→ Action item
Please copy, exactly as they appear below, the lines from the one containing "RuntimeError::from_kind(RuntimeErrorKind::LocalsOverflow)" through the one containing "offending token's position.".

→ Records supplied

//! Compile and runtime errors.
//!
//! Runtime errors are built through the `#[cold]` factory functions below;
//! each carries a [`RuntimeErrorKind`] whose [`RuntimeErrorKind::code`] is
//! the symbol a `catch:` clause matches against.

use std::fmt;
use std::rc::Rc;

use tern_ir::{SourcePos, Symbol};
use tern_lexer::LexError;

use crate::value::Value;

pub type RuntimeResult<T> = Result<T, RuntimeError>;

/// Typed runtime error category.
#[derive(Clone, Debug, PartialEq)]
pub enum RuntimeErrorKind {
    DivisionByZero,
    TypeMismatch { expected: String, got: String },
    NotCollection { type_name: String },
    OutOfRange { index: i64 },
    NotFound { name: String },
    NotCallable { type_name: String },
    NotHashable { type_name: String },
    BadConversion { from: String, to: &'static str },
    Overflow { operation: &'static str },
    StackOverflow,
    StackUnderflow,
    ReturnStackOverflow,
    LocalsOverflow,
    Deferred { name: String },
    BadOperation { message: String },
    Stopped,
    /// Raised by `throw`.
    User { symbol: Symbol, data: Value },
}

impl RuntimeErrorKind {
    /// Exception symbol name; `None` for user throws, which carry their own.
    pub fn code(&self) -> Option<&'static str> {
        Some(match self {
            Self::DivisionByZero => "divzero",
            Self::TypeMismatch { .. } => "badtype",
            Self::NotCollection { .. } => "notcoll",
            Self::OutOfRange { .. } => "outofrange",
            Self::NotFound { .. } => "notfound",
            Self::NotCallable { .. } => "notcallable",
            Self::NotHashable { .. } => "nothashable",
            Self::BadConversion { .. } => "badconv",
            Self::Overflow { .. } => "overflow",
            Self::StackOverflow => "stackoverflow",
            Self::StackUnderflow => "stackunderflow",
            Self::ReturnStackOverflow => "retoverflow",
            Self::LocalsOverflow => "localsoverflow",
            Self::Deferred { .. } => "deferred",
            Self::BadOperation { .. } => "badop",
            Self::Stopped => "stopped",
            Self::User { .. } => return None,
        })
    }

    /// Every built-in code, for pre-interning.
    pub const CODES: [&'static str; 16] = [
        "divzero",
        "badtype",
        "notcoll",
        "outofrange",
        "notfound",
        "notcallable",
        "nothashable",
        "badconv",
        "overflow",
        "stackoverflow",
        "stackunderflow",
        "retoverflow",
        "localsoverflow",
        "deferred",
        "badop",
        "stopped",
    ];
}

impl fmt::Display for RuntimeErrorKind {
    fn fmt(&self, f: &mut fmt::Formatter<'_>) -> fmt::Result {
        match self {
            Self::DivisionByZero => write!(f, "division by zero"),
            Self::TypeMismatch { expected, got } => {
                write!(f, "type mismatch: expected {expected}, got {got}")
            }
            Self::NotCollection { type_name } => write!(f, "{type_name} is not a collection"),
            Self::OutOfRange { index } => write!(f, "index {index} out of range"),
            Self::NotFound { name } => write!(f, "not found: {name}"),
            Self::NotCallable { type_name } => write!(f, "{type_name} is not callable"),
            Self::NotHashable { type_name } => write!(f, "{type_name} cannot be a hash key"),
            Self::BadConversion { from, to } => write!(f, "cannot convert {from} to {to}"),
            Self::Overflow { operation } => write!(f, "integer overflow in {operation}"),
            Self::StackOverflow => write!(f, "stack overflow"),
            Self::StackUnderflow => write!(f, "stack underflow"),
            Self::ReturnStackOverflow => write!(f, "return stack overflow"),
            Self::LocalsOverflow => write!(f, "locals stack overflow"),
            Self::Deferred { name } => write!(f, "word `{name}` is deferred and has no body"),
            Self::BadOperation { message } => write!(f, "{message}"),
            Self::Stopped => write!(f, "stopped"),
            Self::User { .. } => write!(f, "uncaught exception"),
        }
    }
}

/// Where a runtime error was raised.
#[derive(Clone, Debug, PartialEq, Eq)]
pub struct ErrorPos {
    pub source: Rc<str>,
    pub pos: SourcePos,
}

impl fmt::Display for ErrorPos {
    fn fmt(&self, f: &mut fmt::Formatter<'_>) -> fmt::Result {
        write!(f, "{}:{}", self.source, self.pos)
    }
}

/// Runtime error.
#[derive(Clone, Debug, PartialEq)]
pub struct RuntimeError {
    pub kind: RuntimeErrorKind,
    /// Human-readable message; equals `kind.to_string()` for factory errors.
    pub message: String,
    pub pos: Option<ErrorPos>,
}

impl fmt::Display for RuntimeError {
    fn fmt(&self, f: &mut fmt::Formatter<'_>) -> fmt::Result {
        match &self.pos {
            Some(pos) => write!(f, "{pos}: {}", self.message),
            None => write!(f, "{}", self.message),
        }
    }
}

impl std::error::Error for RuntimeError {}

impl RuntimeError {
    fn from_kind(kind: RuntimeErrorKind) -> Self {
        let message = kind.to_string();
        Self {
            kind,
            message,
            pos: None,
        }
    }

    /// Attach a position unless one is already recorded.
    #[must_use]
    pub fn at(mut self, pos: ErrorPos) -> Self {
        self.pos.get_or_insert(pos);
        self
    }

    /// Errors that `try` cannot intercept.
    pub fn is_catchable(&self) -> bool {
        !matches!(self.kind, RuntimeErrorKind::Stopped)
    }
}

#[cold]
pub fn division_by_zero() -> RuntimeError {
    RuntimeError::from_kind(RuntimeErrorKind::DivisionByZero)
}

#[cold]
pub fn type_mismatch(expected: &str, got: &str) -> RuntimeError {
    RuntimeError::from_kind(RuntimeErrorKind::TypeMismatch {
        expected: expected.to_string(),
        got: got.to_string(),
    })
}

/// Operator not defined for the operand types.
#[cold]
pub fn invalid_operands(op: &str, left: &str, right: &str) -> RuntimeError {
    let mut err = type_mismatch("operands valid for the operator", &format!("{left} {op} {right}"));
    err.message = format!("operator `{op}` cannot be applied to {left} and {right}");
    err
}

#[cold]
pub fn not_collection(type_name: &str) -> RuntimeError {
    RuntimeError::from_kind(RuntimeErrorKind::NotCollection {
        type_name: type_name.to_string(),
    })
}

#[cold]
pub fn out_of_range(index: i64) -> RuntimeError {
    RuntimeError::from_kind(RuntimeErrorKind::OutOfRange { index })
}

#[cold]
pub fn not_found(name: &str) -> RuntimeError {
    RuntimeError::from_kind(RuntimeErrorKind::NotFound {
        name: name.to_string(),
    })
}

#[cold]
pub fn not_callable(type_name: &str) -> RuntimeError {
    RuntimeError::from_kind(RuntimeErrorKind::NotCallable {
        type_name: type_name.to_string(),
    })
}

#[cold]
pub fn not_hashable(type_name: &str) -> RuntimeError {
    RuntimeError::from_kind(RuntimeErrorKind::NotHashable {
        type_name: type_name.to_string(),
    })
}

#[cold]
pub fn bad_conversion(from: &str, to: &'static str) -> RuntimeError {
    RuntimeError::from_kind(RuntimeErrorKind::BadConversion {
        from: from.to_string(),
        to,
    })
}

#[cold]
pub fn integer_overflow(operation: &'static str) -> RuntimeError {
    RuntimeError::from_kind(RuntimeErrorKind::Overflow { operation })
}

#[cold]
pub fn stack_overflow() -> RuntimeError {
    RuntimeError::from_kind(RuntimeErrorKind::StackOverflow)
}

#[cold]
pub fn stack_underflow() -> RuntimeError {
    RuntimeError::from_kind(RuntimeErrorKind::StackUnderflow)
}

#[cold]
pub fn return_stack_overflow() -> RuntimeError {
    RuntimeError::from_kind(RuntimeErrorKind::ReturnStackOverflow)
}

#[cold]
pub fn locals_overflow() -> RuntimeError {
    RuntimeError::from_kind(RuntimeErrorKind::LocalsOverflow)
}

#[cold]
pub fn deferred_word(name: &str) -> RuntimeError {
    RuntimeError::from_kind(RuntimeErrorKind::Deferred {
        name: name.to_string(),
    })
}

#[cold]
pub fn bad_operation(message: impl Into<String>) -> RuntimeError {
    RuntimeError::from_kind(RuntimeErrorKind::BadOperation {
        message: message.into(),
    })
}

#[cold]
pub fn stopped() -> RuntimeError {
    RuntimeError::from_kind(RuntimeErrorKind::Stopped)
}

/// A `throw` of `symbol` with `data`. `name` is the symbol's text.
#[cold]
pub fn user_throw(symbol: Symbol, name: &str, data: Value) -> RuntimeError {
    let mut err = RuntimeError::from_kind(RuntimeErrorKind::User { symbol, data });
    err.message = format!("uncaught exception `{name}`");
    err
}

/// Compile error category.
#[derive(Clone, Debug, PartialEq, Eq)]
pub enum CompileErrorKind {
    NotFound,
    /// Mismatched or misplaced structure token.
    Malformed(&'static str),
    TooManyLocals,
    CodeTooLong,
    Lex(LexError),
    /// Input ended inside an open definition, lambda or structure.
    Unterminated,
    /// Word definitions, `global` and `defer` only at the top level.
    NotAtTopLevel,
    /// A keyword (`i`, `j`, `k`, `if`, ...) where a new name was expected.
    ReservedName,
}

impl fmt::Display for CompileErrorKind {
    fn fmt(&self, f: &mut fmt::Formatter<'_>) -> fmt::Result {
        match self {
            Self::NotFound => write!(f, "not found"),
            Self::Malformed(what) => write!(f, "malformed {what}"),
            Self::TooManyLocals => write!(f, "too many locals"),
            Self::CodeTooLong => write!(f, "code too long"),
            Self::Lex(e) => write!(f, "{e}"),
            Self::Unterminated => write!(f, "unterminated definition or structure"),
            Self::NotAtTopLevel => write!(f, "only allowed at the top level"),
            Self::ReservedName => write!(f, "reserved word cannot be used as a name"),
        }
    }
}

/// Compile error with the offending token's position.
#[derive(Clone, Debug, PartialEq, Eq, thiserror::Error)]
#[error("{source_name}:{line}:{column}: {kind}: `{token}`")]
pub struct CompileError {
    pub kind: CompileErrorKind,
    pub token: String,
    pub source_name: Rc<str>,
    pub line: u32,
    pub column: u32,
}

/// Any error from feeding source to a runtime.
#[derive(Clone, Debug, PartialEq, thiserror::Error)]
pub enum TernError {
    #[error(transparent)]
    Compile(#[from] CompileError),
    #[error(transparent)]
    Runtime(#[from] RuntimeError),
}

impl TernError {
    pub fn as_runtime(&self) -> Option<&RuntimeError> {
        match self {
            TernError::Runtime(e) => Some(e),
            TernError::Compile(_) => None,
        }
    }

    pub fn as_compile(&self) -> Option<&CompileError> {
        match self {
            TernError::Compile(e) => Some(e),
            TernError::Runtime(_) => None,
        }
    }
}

* * *

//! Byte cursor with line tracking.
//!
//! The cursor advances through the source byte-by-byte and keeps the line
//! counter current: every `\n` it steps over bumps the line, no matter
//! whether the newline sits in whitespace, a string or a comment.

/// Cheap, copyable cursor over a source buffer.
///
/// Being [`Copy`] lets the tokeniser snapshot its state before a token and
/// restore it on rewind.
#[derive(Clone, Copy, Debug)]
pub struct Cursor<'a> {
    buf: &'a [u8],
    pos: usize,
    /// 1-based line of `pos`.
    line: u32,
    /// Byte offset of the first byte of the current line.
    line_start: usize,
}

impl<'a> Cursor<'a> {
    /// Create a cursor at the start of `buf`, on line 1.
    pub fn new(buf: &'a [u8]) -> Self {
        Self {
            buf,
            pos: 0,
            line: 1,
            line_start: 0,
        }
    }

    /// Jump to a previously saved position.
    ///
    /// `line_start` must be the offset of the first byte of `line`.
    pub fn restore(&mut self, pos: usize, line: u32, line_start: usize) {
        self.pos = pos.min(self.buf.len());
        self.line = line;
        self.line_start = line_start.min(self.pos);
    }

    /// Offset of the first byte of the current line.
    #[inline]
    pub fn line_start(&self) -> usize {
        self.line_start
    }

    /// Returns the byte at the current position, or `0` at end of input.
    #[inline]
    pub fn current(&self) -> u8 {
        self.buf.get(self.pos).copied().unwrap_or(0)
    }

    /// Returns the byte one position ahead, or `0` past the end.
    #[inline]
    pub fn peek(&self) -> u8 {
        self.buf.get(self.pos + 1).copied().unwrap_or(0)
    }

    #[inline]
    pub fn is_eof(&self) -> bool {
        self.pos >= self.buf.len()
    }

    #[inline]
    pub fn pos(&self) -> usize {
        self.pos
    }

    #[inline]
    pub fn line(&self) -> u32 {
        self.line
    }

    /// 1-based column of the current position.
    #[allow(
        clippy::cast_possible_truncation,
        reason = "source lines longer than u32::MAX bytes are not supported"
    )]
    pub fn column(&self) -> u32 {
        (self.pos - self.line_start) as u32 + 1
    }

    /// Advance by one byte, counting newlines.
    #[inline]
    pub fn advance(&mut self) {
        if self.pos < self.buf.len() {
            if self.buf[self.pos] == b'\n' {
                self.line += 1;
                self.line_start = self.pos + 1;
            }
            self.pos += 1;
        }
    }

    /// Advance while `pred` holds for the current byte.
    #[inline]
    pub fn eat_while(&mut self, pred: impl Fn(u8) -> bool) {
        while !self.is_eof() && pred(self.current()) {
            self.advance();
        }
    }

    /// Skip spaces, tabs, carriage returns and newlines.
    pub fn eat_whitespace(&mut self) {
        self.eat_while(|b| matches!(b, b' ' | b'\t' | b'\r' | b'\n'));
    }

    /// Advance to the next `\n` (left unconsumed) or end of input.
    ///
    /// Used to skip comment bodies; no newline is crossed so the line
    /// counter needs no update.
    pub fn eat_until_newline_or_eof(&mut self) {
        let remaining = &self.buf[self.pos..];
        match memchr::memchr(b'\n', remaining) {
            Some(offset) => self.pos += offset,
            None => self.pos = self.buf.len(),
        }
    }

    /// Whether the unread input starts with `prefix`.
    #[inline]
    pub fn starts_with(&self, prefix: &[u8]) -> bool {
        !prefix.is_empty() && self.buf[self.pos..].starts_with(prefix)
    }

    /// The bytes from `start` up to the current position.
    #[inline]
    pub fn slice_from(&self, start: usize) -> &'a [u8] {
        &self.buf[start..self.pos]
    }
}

→ Solution
    RuntimeError::from_kind(RuntimeErrorKind::LocalsOverflow)
}

#[cold]
pub fn deferred_word(name: &str) -> RuntimeError {
    RuntimeError::from_kind(RuntimeErrorKind::Deferred {
        name: name.to_string(),
    })
}

#[cold]
pub fn bad_operation(message: impl Into<String>) -> RuntimeError {
    RuntimeError::from_kind(RuntimeErrorKind::BadOperation {
        message: message.into(),
    })
}

#[cold]
pub fn stopped() -> RuntimeError {
    RuntimeError::from_kind(RuntimeErrorKind::Stopped)
}

/// A `throw` of `symbol` with `data`. `name` is the symbol's text.
#[cold]
pub fn user_throw(symbol: Symbol, name: &str, data: Value) -> RuntimeError {
    let mut err = RuntimeError::from_kind(RuntimeErrorKind::User { symbol, data });
    err.message = format!("uncaught exception `{name}`");
    err
}

/// Compile error category.
#[derive(Clone, Debug, PartialEq, Eq)]
pub enum CompileErrorKind {
    NotFound,
    /// Mismatched or misplaced structure token.
    Malformed(&'static str),
    TooManyLocals,
    CodeTooLong,
    Lex(LexError),
    /// Input ended inside an open definition, lambda or structure.
    Unterminated,
    /// Word definitions, `global` and `defer` only at the top level.
    NotAtTopLevel,
    /// A keyword (`i`, `j`, `k`, `if`, ...) where a new name was expected.
    ReservedName,
}

impl fmt::Display for CompileErrorKind {
    fn fmt(&self, f: &mut fmt::Formatter<'_>) -> fmt::Result {
        match self {
            Self::NotFound => write!(f, "not found"),
            Self::Malformed(what) => write!(f, "malformed {what}"),
            Self::TooManyLocals => write!(f, "too many locals"),
            Self::CodeTooLong => write!(f, "code too long"),
            Self::Lex(e) => write!(f, "{e}"),
            Self::Unterminated => write!(f, "unterminated definition or structure"),
            Self::NotAtTopLevel => write!(f, "only allowed at the top level"),
            Self::ReservedName => write!(f, "reserved word cannot be used as a name"),
        }
    }
}

/// Compile error with the offending token's position.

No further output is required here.